March 2, 2010 - 1:42 pm
By Jamie Barnett | Chief, Public Safety & Homeland Security Bureau

Working to Vastly Improve Public Safety Communications with a Wireless, Interoperable Broadband Network across the Nation

Past Experience Brings Home the Need
Our first responders deal with emergencies everyday, and on some days, those emergencies are truly disasters that test the limits of our systems and beyond.

These kinds of emergencies and disasters clearly demonstrate the importance of reliable, robust and interoperable communications for America's first responders, based on the most advanced wireless broadband technology possible.

On Thursday, FCC Chairman Julius Genachowski and I publicly rolled out highlights of the public safety goals and recommendations of the FCC's National Broadband Plan (the Plan). A major set of recommendations is related to the creation of a nationwide interoperable wireless broadband network for public safety.

Maximizing Public Safety's Choices and Flexibility
The FCC completed a thorough and exhaustive process that explored all of the options and developed a plan that is fact-based and data driven. With this in mind, the Plan offers a framework for ensuring a nationwide level of interoperability from the start and incredible flexibility and choice to public safety that we believe will lead to real solutions for America's first responders. The following are highlights of the Plan's recommendations:

  • Creates a nationwide interoperable wireless broadband network for public safety. The network will be interoperable across America: in the big cities, the suburbs and to the rural counties;
  • Maps out a path forward to build out a network for public safety in a cost-efficient way, hand-in-hand with commercial entities.
  • Gives public safety choices, flexibility and control on how they would like to deploy and operate their 700 MHz broadband networks in coordination with commercial entities;
  • Expands and enhances public safety's access to the entire swath of the commercial 700 MHz band of spectrum, totaling 80 MHz. (Note: this provides a quantum leap in resiliency. If one network fails, public safety has at least one back up and maybe more!).
  • Enables public safety to obtain priority access service on commercial spectrum at reasonable cost when spectrum is needed most. (Note: this isn't your dad's priority access, but a dynamic broadband priority access).
  • Provides opportunities for roaming on commercial spectrum at reasonable rates for public safety, creating options for accessing additional spectrum.
  • Ensures public safety's access to cutting-edge technology, including devices, at consumer electronic prices.

How to Make This All Work
The Plan recognizes the critical need for public funding to build out the network and support upgrades and operations.  The recommended plan would auction the D-block spectrum and expand opportunities to utilize more spectrum for public safety and better leverage commercial resources. This is why it is necessary that we have a funding mechanism in place to support the nationwide interoperable wireless broadband network for public safety in concert with commercial networks and resources. The Plan will recommend that there be two public funding streams over ten years: approximately $6.5 billion would fund the construction of the public safety broadband network and approximately an additional $6 to $10 billion would be dedicated to operating and upgrading the public safety network. This will better enable public safety to expand upon commercial deployments and obtain the level of coverage they need. The end result will be an advanced, widely available, and robust wireless broadband network for the Nation's first responders.

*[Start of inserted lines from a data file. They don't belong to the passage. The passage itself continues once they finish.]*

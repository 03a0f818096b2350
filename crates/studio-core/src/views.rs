//! # Read Models
//!
//! What the API layer and admin UI see when they read an entity: the stored
//! row flattened, plus resolved names and derived display values.
//!
//! ```text
//! ┌──────────────────────┐        ┌──────────────────────────────────────┐
//! │ ProductVariant (row) │ ─────► │ VariantView                          │
//! │   price_cents: 1999  │        │   ...row fields...                   │
//! │   product_id: "..."  │        │   price: "19.99"                     │
//! └──────────────────────┘        │   product_title: "Sunset #3"         │
//!                                 └──────────────────────────────────────┘
//! ```
//!
//! Views are built by studio-db from joined queries and never written back.

use serde::{Deserialize, Serialize};
use ts_rs::TS;

use crate::types::{
    CoaCertificate, Consignment, ConsignmentItem, CrmNote, InventoryByLocation, Media, Order,
    OrderItem, ProductVariant,
};

// =============================================================================
// Catalog
// =============================================================================

#[derive(Debug, Clone, PartialEq, Serialize, Deserialize, TS)]
#[ts(export)]
pub struct VariantView {
    #[serde(flatten)]
    pub variant: ProductVariant,
    /// Two-decimal price, e.g. "19.99".
    pub price: String,
    pub product_title: String,
}

impl VariantView {
    pub fn new(variant: ProductVariant, product_title: String) -> Self {
        let price = variant.price().display_decimal();
        VariantView {
            variant,
            price,
            product_title,
        }
    }
}

#[derive(Debug, Clone, PartialEq, Serialize, Deserialize, TS)]
#[ts(export)]
pub struct MediaView {
    #[serde(flatten)]
    pub media: Media,
    pub product_title: String,
    /// Absolute URL of the image, when there is one and a base URL is known.
    pub file_url: Option<String>,
}

impl MediaView {
    pub fn new(media: Media, product_title: String, media_base_url: Option<&str>) -> Self {
        let file_url = match (media_base_url, media.file()) {
            (Some(base), Some(path)) => Some(media_url(base, path)),
            _ => None,
        };
        MediaView {
            media,
            product_title,
            file_url,
        }
    }
}

/// Joins a base URL and a stored path with exactly one slash.
pub fn media_url(base: &str, path: &str) -> String {
    format!(
        "{}/{}",
        base.trim_end_matches('/'),
        path.trim_start_matches('/')
    )
}

// =============================================================================
// CRM / Inventory
// =============================================================================

#[derive(Debug, Clone, PartialEq, Serialize, Deserialize, TS)]
#[ts(export)]
pub struct CrmNoteView {
    #[serde(flatten)]
    pub note: CrmNote,
    pub contact_name: String,
}

#[derive(Debug, Clone, PartialEq, Serialize, Deserialize, TS)]
#[ts(export)]
pub struct InventoryView {
    #[serde(flatten)]
    pub row: InventoryByLocation,
    /// Title of the variant's product.
    pub product: String,
    pub variant_label: String,
    pub location_name: String,
}

// =============================================================================
// Orders
// =============================================================================

#[derive(Debug, Clone, PartialEq, Serialize, Deserialize, TS)]
#[ts(export)]
pub struct OrderItemView {
    #[serde(flatten)]
    pub item: OrderItem,
    pub variant_label: String,
    pub product_title: String,
}

#[derive(Debug, Clone, PartialEq, Serialize, Deserialize, TS)]
#[ts(export)]
pub struct OrderView {
    #[serde(flatten)]
    pub order: Order,
    pub buyer_name: Option<String>,
    pub items: Vec<OrderItemView>,
}

// =============================================================================
// Provenance / Consignment
// =============================================================================

#[derive(Debug, Clone, PartialEq, Serialize, Deserialize, TS)]
#[ts(export)]
pub struct CoaView {
    #[serde(flatten)]
    pub certificate: CoaCertificate,
    pub product_title: Option<String>,
    pub variant_label: Option<String>,
    pub purchaser_name: Option<String>,
}

#[derive(Debug, Clone, PartialEq, Serialize, Deserialize, TS)]
#[ts(export)]
pub struct ConsignmentItemView {
    #[serde(flatten)]
    pub item: ConsignmentItem,
    pub variant_label: String,
    pub product_title: String,
}

#[derive(Debug, Clone, PartialEq, Serialize, Deserialize, TS)]
#[ts(export)]
pub struct ConsignmentView {
    #[serde(flatten)]
    pub consignment: Consignment,
    pub gallery_name: String,
    /// Commission as a two-decimal percentage, e.g. "40.00".
    pub commission_rate: String,
    pub items: Vec<ConsignmentItemView>,
}

impl ConsignmentView {
    pub fn new(consignment: Consignment, gallery_name: String, items: Vec<ConsignmentItemView>) -> Self {
        let commission_rate = consignment.commission_rate().to_string();
        ConsignmentView {
            consignment,
            gallery_name,
            commission_rate,
            items,
        }
    }
}

// =============================================================================
// Unit Tests
// =============================================================================

#[cfg(test)]
mod tests {
    use super::*;
    use crate::types::MediaKind;
    use chrono::NaiveDate;

    #[test]
    fn test_variant_view_flattens_and_formats_price() {
        let variant = ProductVariant {
            id: "v1".to_string(),
            product_id: "p1".to_string(),
            option_label: "18x24".to_string(),
            price_cents: 1999,
            edition_size: Some(50),
            edition_sold: 0,
            weight_grams: None,
            taxable: true,
        };
        let view = VariantView::new(variant, "Sunset #3".to_string());
        let json = serde_json::to_value(&view).unwrap();

        assert_eq!(json["price"], "19.99");
        assert_eq!(json["price_cents"], 1999);
        assert_eq!(json["option_label"], "18x24");
        assert_eq!(json["product_title"], "Sunset #3");
        assert!(json.get("variant").is_none());
    }

    #[test]
    fn test_media_view_file_url() {
        let media = Media {
            id: "m1".to_string(),
            product_id: "p1".to_string(),
            kind: MediaKind::Detail,
            image: Some("products/2025/09/dawn.jpg".to_string()),
            alt_text: None,
        };

        let view = MediaView::new(media.clone(), "Dawn".to_string(), Some("https://cdn.example/media/"));
        assert_eq!(
            view.file_url.as_deref(),
            Some("https://cdn.example/media/products/2025/09/dawn.jpg")
        );

        let view = MediaView::new(media.clone(), "Dawn".to_string(), None);
        assert_eq!(view.file_url, None);

        let no_image = Media { image: None, ..media };
        let view = MediaView::new(no_image, "Dawn".to_string(), Some("https://cdn.example"));
        assert_eq!(view.file_url, None);
    }

    #[test]
    fn test_consignment_view_rate_display() {
        let consignment = Consignment {
            id: "c1".to_string(),
            gallery_contact_id: "g1".to_string(),
            start_date: NaiveDate::from_ymd_opt(2025, 1, 15).unwrap(),
            end_date: None,
            commission_rate_bps: 3750,
        };
        let view = ConsignmentView::new(consignment, "North Gallery".to_string(), Vec::new());
        let json = serde_json::to_value(&view).unwrap();

        assert_eq!(json["commission_rate"], "37.50");
        assert_eq!(json["commission_rate_bps"], 3750);
        assert_eq!(json["gallery_name"], "North Gallery");
        assert_eq!(json["start_date"], "2025-01-15");
    }
}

Finally, the Plan would create an Emergency Response Interoperability Center (ERIC). ERIC's mission would be to establish a technical and operational framework that will ensure nationwide operability and interoperability from the outset in deployment and operation of the 700 MHz public safety broadband wireless network.

As broadband standards and technology evolve, ERIC will:

  • Adopt technical and operational requirements and procedures for ensuring a nationwide level of interoperability;
  • Adopt and implement other enforceable technical and operational requirements and procedures to address, at a minimum, operability, roaming, priority access, gateway functions and interfaces, and interconnectivity of public safety broadband wireless networks; and
  • Adopt authentication and encryption requirements for common public safety broadband applications and network usage.

Conclusion – Commitment to this Vision
From the beginning, I have had one goal: that we incorporate the public safety community's requirements to design a truly nationwide, truly interoperable public safety broadband wireless network, one that is technologically sound, financially feasible and economically attractive to public safety's potential partners. It must be one that can evolve with changing technology. It must be one that offers public safety agencies choices. This is the only plan I have seen that meets these stringent criteria. We have gotten this far by an amazing consensus and focus on the goal. This must continue if we are to succeed, and I am determined that we succeed.